Making Data Set Creation more User Friendly
Contents
Goals
The goal is to create an API to hide the details of creating a VTK-m dataset. This would be useful for developers and users in general, and make it easier to write importers, tests, etc.
Idea #1: Data Set Builder
A "data set builder" class, which can do several things:
- allows one-at-a-time adding of cells, coordinate values, etc. in a way harder for array handles
- this may be easier for e.g. loading data sets from disk
- (note that we should not enforce ONLY one-at-a-time adding of these values, should also allow e.g. raw pointers to data; have options)
- defines a logical structure for you and helps ensure you've done everything necessary for a proper data set
- has convenience functions for creating e.g. Cartesian rectilinear grids and other multi-step things
- when you're done, it converts e.g. internal STL vectors to array handles and gives you a data set
Question: used for new data sets only, or can you use it to augment a data set? Concrete example: adding a new cell set to an existing data set.

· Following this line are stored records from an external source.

use crate::models::{EmotionLabel, LABEL_COUNT};

/// Static trigger-phrase tables driving the rule-based scorer.
///
/// Built once at startup and immutable afterwards. All phrases are
/// lowercase; matching is plain substring containment.
pub struct KeywordTable {
    triggers: Vec<Vec<String>>,
    crisis_normalized: Vec<String>,
    contrast_cues: Vec<String>,
    distress_markers: Vec<String>,
}

/// Labels boosted when a contrast cue is present.
pub const CONTRAST_BOOST_LABELS: [EmotionLabel; 5] = [
    EmotionLabel::Anger,
    EmotionLabel::Annoyance,
    EmotionLabel::Disapproval,
    EmotionLabel::Disappointment,
    EmotionLabel::Sadness,
];

impl KeywordTable {
    /// Trigger phrases for a label.
    pub fn trigger_phrases(&self, label: EmotionLabel) -> &[String] {
        &self.triggers[label.index()]
    }

    /// Crisis phrases as they appear in raw text.
    pub fn crisis_raw_phrases(&self) -> &[String] {
        self.trigger_phrases(EmotionLabel::Crisis)
    }

    /// Crisis phrases restated for punctuation-free normalized text.
    pub fn crisis_normalized_phrases(&self) -> &[String] {
        &self.crisis_normalized
    }

    /// Cues signalling a contrastive or rejecting clause.
    pub fn contrast_cues(&self) -> &[String] {
        &self.contrast_cues
    }

    /// Markers of emotional distress in longer messages.
    pub fn distress_markers(&self) -> &[String] {
        &self.distress_markers
    }
}

fn phrases(raw: &[&str]) -> Vec<String> {
    raw.iter().map(|p| p.to_string()).collect()
}

impl Default for KeywordTable {
    fn default() -> Self {
        let mut triggers: Vec<Vec<String>> = vec![Vec::new(); LABEL_COUNT];
        let table: [(EmotionLabel, &[&str]); LABEL_COUNT] = [
            (
                EmotionLabel::Admiration,
                &["admire", "respect", "inspired", "amazing", "impressive"],
            ),
            (
                EmotionLabel::Amusement,
                &["funny", "hilarious", "laugh", "lol", "lmao"],
            ),
            (
                EmotionLabel::Anger,
                &["angry", "furious", "rage", "hate", "outraged"],
            ),
            (
                EmotionLabel::Annoyance,
                &["annoyed", "irritated", "bothered", "frustrated"],
            ),
            (
                EmotionLabel::Approval,
                &["agree", "approve", "good job", "well done"],
            ),
            (
                EmotionLabel::Caring,
                &["care", "support", "help", "concerned", "protect"],
            ),
            (
                EmotionLabel::Confusion,
                &["confused", "unclear", "lost", "dont understand"],
            ),
            (
                EmotionLabel::Curiosity,
                &["curious", "wonder", "interested", "how", "why"],
            ),
            (
                EmotionLabel::Desire,
                &["desire", "i really want", "i strongly want", "need badly", "craving"],
            ),
            (
                EmotionLabel::Disappointment,
                &[
                    "disappointed",
                    "let down",
                    "upset with",
                    "expected more",
                    "forgotten",
                    "no one wished",
                    "no one remembered",
                ],
            ),
            (
                EmotionLabel::Disapproval,
                &["disapprove", "wrong", "bad idea", "not okay"],
            ),
            (
                EmotionLabel::Disgust,
                &["disgusting", "gross", "nasty", "revolting"],
            ),
            (
                EmotionLabel::Embarrassment,
                &["embarrassed", "awkward", "ashamed", "cringe"],
            ),
            (
                EmotionLabel::Excitement,
                &["excited", "thrilled", "pumped", "cant wait"],
            ),
            (
                EmotionLabel::Fear,
                &["scared", "afraid", "fear", "terrified", "panic"],
            ),
            (
                EmotionLabel::Gratitude,
                &["thank", "grateful", "appreciate", "thanks"],
            ),
            (
                EmotionLabel::Grief,
                &[
                    "grief",
                    "mourning",
                    "loss",
                    "heartbroken",
                    "goodbye",
                    "worst day of my life",
                ],
            ),
            (
                EmotionLabel::Joy,
                &["happy", "joy", "glad", "delighted", "awesome"],
            ),
            (
                EmotionLabel::Love,
                &["love", "adore", "cherish", "affection"],
            ),
            (
                EmotionLabel::Nervousness,
                &[
                    "nervous",
                    "anxious",
                    "anxiety",
                    "worried",
                    "tense",
                    "overthinking",
                    "fear of abandonment",
                ],
            ),
            (
                EmotionLabel::Optimism,
                &["hopeful", "optimistic", "positive", "it will work"],
            ),
            (
                EmotionLabel::Pride,
                &["proud", "accomplished", "achievement", "earned it"],
            ),
            (
                EmotionLabel::Realization,
                &["realized", "figured out", "now i see", "it hit me"],
            ),
            (
                EmotionLabel::Relief,
                &["relieved", "finally", "thank god", "what a relief"],
            ),
            (
                EmotionLabel::Remorse,
                &["sorry", "regret", "my fault", "guilty"],
            ),
            (
                EmotionLabel::Sadness,
                &[
                    "sad",
                    "down",
                    "unhappy",
                    "depressed",
                    "hurt",
                    "alone",
                    "forgotten",
                    "pain",
                    "silence",
                    "distance",
                ],
            ),
            (
                EmotionLabel::Surprise,
                &["surprised", "shocked", "wow", "unexpected"],
            ),
            (
                EmotionLabel::Neutral,
                &["normal", "okay", "fine", "neutral", "alright"],
            ),
            (
                EmotionLabel::Crisis,
                &[
                    "kill myself",
                    "suicide",
                    "end my life",
                    "want to die",
                    "self harm",
                    "harm myself",
                    "die today",
                    "no reason to live",
                ],
            ),
        ];

        for (label, words) in table {
            triggers[label.index()] = phrases(words);
        }

        Self {
            triggers,
            crisis_normalized: phrases(&[
                "want kill",
                "kill",
                "suicide",
                "end life",
                "self harm",
                "harm",
                "want die",
                "die",
                "no reason live",
            ]),
            contrast_cues: phrases(&[
                "but",
                "however",
                "can't stand",
                "cant stand",
                "cannot stand",
                "leave me",
                "stay away",
            ]),
            distress_markers: phrases(&[
                "hurt",
                "alone",
                "forgotten",
                "anxiety",
                "overthinking",
                "goodbye",
                "heartbroken",
            ]),
        }
    }
}

#[cfg(test)]
mod tests {
    use super::*;

    #[test]
    fn test_every_label_has_trigger_phrases() {
        let table = KeywordTable::default();
        for label in EmotionLabel::ALL {
            assert!(
                !table.trigger_phrases(label).is_empty(),
                "no phrases for {label}"
            );
        }
    }

    #[test]
    fn test_all_phrases_are_lowercase() {
        let table = KeywordTable::default();
        for label in EmotionLabel::ALL {
            for phrase in table.trigger_phrases(label) {
                assert_eq!(phrase, &phrase.to_lowercase());
            }
        }
    }

    #[test]
    fn test_crisis_lists_cover_both_text_forms() {
        let table = KeywordTable::default();
        assert!(table.crisis_raw_phrases().contains(&"end my life".to_string()));
        assert!(table.crisis_normalized_phrases().contains(&"end life".to_string()));
    }
}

- One solution: not just a "data set builder" but other builders as well, like a "cell set builder", which can be used after having created a data set. Presumably the data set builder would encapsulate/use/interact-with the cell set builder, and so on.
- For the first iteration, I recommend focusing on just creating new data sets. My experience tells me that this is the big use case, and we can always add the modifiers later. --Kmorel (talk) 14:25, 13 August 2015 (EDT)
Question: are there ExplicitDataSetBuilders vs RegularDataSetBuilders, or is it one DataSetBuilder with different helper routines?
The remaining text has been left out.